Time:Wednesday 2:00 PM, May 25, 2016
Location:Conference room in Biotechnology Building
Dr. Li-Shan ZHAO
Amyris, Inc., USA
Abstract: At Amyris, we have used the native central metabolic pathway of Saccharomyces cerevisiae to generate acetyl-CoA, the precursor for isoprenoid biosynthesis, and a heterologous farnesene synthase to produce farnesene at industrial scale from plant-derived feedstocks. E-β-Farnesene is a commercially valuable isoprenoid molecule. As a versatile synthetic building block, its numerous derivatives can be used in a wide variety of applications ranging from fuels to novel performance materials. The native pathway-based route to farnesene, however, suffers from an imbalance of pathway metabolites and cofactors, translating to high energetic costs to the cell and overall higher production costs. We therefore designed and constructed an alternative central metabolic pathway in S. cerevisiae which reduces the cost of converting glucose to farnesene and all other isoprenoids. This synthetic pathway divides glucose dissimilation between parallel heterologous routes and alters the cofactor requirements of isoprenoid biosynthesis, resulting in an improved internal pathway balance and increased carbon flux to farnesene. In this presentation, I will highlight how we rewired the yeast metabolic network and created an engineered strain with higher theoretical yield and improved productivity, enabling microbial production of farnesene and other isoprenoids at commercial scale with significantly reduced cost.
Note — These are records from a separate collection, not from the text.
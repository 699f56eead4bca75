//! Fingerprint names
//!
//! Callers identify fingerprints by signed 32-bit integers. Names arrive as
//! integers, floats, or strings holding an integer (`"42"`, `"1e+07"`) and are
//! coerced into [`Name`]. A store keeps its names sorted and unique so lookups
//! are a binary search.

use std::fmt;

use thiserror::Error;

/// Canonical fingerprint identifier
pub type Name = i32;

#[derive(Error, Debug, Clone, PartialEq)]
pub enum NameError {
    #[error(
        "Fingerprint names must be passed as integers, numerics, or strings representing integers; got {0}"
    )]
    Format(String),

    #[error("Duplicate names are not allowed: {0}")]
    Duplicate(Name),

    #[error("Cannot auto-assign names to {0} fingerprints, the largest name is {max}", max = Name::MAX)]
    TooMany(usize),
}

/// A name as supplied by a caller, before coercion
#[derive(Debug, Clone, PartialEq)]
pub enum RawName {
    Int(i64),
    Float(f64),
    Str(String),
}

impl fmt::Display for RawName {
    fn fmt(&self, f: &mut fmt::Formatter<'_>) -> fmt::Result {
        match self {
            RawName::Int(v) => write!(f, "{v}"),
            RawName::Float(v) => write!(f, "{v}"),
            RawName::Str(s) => write!(f, "{s:?}"),
        }
    }
}

impl From<i32> for RawName {
    fn from(v: i32) -> Self {
        RawName::Int(i64::from(v))
    }
}

impl From<i64> for RawName {
    fn from(v: i64) -> Self {
        RawName::Int(v)
    }
}

impl From<u32> for RawName {
    fn from(v: u32) -> Self {
        RawName::Int(i64::from(v))
    }
}

impl From<f64> for RawName {
    fn from(v: f64) -> Self {
        RawName::Float(v)
    }
}

impl From<&str> for RawName {
    fn from(v: &str) -> Self {
        RawName::Str(v.to_string())
    }
}

impl From<String> for RawName {
    fn from(v: String) -> Self {
        RawName::Str(v)
    }
}

fn from_float(v: f64, raw: &RawName) -> Result<Name, NameError> {
    let truncated = v.trunc();
    if !truncated.is_finite()
        || truncated < f64::from(Name::MIN)
        || truncated > f64::from(Name::MAX)
    {
        return Err(NameError::Format(raw.to_string()));
    }
    Ok(truncated as Name)
}

/// Coerce a raw name into a [`Name`].
///
/// Floats (and strings, which are parsed as floats to accept forms such as
/// `"1e+07"`) are truncated toward zero. Values outside the `i32` range,
/// non-finite values and unparsable strings are rejected.
pub fn coerce(raw: &RawName) -> Result<Name, NameError> {
    match raw {
        RawName::Int(v) => Name::try_from(*v).map_err(|_| NameError::Format(raw.to_string())),
        RawName::Float(v) => from_float(*v, raw),
        RawName::Str(s) => {
            let parsed: f64 = s
                .trim()
                .parse()
                .map_err(|_| NameError::Format(raw.to_string()))?;
            from_float(parsed, raw)
        }
    }
}

/// Coerce every raw name, keeping input order
pub fn coerce_all(raw: &[RawName]) -> Result<Vec<Name>, NameError> {
    raw.iter().map(coerce).collect()
}

/// Permutation that sorts `names` ascending.
///
/// Fails on the first pair of equal names.
pub fn sort_unique(names: &[Name]) -> Result<Vec<usize>, NameError> {
    let mut order: Vec<usize> = (0..names.len()).collect();
    order.sort_by_key(|&i| names[i]);
    if let Some(pair) = order.windows(2).find(|w| names[w[0]] == names[w[1]]) {
        return Err(NameError::Duplicate(names[pair[0]]));
    }
    Ok(order)
}

/// Coerce, sort and deduplicate-check a list of raw names
pub fn sorted_unique(raw: &[RawName]) -> Result<Vec<Name>, NameError> {
    let names = coerce_all(raw)?;
    let order = sort_unique(&names)?;
    Ok(order.into_iter().map(|i| names[i]).collect())
}

/// Owned, strictly ascending name array with binary-search lookup
#[derive(Debug, Clone, Default, PartialEq, Eq)]
pub struct SortedNames(Vec<Name>);

impl SortedNames {
    /// Wrap names that are already strictly ascending.
    ///
    /// Returns the offending name if the order is violated.
    pub fn from_sorted(names: Vec<Name>) -> Result<Self, NameError> {
        if let Some(w) = names.windows(2).find(|w| w[0] >= w[1]) {
            return Err(NameError::Duplicate(w[1]));
        }
        Ok(Self(names))
    }

    /// Auto-assigned names `1..=n`
    pub fn positional(n: usize) -> Result<Self, NameError> {
        let last = Name::try_from(n).map_err(|_| NameError::TooMany(n))?;
        Ok(Self((1..=last).collect()))
    }

    /// Position of `name`, if present
    #[inline]
    pub fn find(&self, name: Name) -> Option<usize> {
        self.0.binary_search(&name).ok()
    }

    /// Positions of an ascending list of names.
    ///
    /// Each search starts where the previous one ended. Returns the first
    /// missing name as the error.
    pub fn find_all(&self, sorted: &[Name]) -> Result<Vec<usize>, Name> {
        let mut positions = Vec::with_capacity(sorted.len());
        let mut lower = 0;
        for &name in sorted {
            match self.0[lower..].binary_search(&name) {
                Ok(offset) => {
                    lower += offset;
                    positions.push(lower);
                }
                Err(_) => return Err(name),
            }
        }
        Ok(positions)
    }

    #[inline]
    pub fn as_slice(&self) -> &[Name] {
        &self.0
    }

    #[inline]
    pub fn len(&self) -> usize {
        self.0.len()
    }

    #[inline]
    pub fn is_empty(&self) -> bool {
        self.0.is_empty()
    }

    #[inline]
    pub fn get(&self, position: usize) -> Option<Name> {
        self.0.get(position).copied()
    }

    pub fn iter(&self) -> impl ExactSizeIterator<Item = Name> + '_ {
        self.0.iter().copied()
    }
}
About the Speaker: Dr. Lishan ZHAO, Leader of enzymology and protein engineering at Amyris, Inc. He obtained BSc from Fudan University, PhD from University of Minnesota, USA (2000) in Prof. Hung-wen Liu’s laboratory. Over the past 8 years, he led multidisciplinary groups to develop engineered yeast strains to produce artemisinic acid, the precursor for artemisinin (青蒿素), and scaled up its manufacturing. That ensured one of the landmark successes in the synthetic biology field, i.e., commercialization of semi-synthetic artemisinin. He has filed over 40 patents and published over 30 papers on prestigious journals including Nature, PNAS, Angew. Chem. and JACS.